(Beginning of INPUT MATERIAL)

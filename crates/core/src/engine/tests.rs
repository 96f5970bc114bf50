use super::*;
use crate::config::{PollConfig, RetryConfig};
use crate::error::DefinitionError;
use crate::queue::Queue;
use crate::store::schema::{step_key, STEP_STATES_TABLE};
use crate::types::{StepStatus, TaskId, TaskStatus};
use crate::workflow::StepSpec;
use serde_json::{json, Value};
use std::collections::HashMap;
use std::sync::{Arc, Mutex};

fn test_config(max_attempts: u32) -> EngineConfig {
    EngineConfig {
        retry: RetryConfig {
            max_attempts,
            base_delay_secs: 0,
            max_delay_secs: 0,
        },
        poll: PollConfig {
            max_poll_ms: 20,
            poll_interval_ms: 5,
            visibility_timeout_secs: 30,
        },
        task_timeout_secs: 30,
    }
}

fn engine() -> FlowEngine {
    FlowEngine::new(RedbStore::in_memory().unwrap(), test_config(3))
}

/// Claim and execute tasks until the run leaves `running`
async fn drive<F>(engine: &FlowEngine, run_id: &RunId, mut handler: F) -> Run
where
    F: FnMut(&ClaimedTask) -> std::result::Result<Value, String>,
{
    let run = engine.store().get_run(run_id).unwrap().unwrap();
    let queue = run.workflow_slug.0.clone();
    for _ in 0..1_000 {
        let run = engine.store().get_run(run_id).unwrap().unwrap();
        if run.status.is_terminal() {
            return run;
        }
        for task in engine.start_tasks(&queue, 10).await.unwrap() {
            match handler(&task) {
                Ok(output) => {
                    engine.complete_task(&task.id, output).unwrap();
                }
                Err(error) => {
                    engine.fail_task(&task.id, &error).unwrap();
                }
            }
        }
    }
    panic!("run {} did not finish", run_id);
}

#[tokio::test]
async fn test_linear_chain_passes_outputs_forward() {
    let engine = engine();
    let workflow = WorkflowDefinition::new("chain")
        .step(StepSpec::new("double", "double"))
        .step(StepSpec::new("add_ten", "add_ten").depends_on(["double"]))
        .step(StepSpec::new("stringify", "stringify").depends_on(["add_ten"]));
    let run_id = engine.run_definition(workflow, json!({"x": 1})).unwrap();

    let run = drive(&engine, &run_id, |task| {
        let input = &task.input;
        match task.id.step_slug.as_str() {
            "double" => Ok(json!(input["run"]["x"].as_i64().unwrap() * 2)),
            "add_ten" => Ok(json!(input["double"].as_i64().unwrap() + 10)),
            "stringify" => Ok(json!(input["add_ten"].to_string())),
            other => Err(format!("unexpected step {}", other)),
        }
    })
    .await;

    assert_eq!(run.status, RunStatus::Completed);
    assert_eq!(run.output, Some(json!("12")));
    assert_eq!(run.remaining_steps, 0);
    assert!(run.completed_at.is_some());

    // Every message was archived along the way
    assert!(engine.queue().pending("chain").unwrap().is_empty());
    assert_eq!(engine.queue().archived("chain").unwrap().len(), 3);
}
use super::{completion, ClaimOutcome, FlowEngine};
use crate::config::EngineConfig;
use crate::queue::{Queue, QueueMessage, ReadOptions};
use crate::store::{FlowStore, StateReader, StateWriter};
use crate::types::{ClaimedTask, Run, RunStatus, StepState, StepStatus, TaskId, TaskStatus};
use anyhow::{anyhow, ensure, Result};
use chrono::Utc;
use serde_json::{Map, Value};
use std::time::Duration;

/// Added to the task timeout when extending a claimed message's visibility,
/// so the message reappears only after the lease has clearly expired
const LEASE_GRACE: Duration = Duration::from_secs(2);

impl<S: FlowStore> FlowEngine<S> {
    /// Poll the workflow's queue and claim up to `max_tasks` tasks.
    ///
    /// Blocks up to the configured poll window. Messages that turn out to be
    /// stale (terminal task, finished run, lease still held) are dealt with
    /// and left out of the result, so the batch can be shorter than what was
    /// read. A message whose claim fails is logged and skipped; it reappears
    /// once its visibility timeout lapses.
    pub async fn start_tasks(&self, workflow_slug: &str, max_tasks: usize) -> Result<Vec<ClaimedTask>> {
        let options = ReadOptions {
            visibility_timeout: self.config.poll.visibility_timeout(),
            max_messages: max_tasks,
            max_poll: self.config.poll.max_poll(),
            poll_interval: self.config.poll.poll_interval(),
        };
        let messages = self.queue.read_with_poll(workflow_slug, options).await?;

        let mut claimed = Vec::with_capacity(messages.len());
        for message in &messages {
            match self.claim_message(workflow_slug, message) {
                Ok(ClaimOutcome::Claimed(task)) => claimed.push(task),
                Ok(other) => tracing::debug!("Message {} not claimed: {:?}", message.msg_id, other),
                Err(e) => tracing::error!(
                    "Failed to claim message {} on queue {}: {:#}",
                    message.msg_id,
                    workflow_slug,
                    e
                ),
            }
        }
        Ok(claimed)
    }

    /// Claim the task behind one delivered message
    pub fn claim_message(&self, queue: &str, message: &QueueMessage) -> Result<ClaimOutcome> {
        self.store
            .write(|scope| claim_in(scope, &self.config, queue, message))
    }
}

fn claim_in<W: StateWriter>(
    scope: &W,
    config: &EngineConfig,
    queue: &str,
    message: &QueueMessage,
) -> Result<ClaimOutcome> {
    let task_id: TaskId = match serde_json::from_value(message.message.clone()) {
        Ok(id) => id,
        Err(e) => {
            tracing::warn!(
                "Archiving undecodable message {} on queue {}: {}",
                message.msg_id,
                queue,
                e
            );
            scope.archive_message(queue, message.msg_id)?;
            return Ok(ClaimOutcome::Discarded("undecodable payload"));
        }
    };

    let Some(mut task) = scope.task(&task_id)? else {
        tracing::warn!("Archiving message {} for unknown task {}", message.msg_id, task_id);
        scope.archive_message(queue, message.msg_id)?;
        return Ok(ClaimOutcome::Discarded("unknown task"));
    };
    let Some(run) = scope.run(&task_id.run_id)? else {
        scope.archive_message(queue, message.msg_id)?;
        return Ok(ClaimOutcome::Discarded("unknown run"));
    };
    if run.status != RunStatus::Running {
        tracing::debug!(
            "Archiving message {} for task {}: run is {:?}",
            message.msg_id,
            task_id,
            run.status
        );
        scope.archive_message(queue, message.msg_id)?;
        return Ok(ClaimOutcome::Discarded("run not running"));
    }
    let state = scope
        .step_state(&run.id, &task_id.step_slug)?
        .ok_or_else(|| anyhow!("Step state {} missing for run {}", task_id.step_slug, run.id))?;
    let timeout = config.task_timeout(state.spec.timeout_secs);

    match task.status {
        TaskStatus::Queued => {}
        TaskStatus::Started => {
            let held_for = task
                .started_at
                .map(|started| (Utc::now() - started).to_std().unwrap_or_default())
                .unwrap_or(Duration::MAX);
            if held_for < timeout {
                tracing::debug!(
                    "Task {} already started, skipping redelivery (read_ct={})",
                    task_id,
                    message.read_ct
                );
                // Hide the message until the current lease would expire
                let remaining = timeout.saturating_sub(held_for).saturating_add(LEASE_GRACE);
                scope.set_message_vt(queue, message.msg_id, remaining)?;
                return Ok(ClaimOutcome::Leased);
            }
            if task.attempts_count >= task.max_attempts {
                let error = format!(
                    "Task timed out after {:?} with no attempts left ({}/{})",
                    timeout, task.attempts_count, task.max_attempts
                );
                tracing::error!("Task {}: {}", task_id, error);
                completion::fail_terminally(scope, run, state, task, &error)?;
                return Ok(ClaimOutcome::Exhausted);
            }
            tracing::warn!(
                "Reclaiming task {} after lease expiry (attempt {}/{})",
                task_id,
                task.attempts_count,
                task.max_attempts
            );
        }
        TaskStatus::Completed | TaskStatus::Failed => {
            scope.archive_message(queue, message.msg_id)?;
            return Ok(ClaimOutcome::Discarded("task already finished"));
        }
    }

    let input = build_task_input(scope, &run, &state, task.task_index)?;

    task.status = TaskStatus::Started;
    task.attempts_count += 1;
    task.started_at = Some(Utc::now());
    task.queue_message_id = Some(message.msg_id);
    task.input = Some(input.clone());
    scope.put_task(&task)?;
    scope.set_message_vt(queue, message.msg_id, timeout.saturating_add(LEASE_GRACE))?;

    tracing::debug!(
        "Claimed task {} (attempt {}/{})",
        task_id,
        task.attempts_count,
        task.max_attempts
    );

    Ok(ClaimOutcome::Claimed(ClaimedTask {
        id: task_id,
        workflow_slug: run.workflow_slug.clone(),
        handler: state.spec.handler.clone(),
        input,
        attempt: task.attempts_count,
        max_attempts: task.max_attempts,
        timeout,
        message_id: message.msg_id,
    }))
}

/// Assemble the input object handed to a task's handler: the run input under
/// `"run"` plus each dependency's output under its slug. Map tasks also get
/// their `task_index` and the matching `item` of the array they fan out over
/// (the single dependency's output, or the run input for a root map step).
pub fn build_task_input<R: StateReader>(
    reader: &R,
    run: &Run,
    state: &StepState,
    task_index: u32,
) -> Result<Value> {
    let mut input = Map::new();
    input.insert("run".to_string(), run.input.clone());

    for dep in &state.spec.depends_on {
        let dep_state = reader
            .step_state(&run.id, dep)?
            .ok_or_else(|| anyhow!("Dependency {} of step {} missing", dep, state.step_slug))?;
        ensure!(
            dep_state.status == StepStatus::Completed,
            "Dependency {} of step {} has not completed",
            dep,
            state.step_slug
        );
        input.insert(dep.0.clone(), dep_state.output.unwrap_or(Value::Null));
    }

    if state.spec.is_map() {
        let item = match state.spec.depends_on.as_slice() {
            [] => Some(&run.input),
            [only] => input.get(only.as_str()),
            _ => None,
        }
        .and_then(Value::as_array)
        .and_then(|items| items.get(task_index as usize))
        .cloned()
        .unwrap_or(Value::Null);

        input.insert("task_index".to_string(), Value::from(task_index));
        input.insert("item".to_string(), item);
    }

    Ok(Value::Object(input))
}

(End of INPUT MATERIAL)

### [PROMPT]
Go through the records line by line, and copy each line that holds the string "under".

### [TASK RESULT]
/// Assemble the input object handed to a task's handler: the run input under
/// `"run"` plus each dependency's output under its slug. Map tasks also get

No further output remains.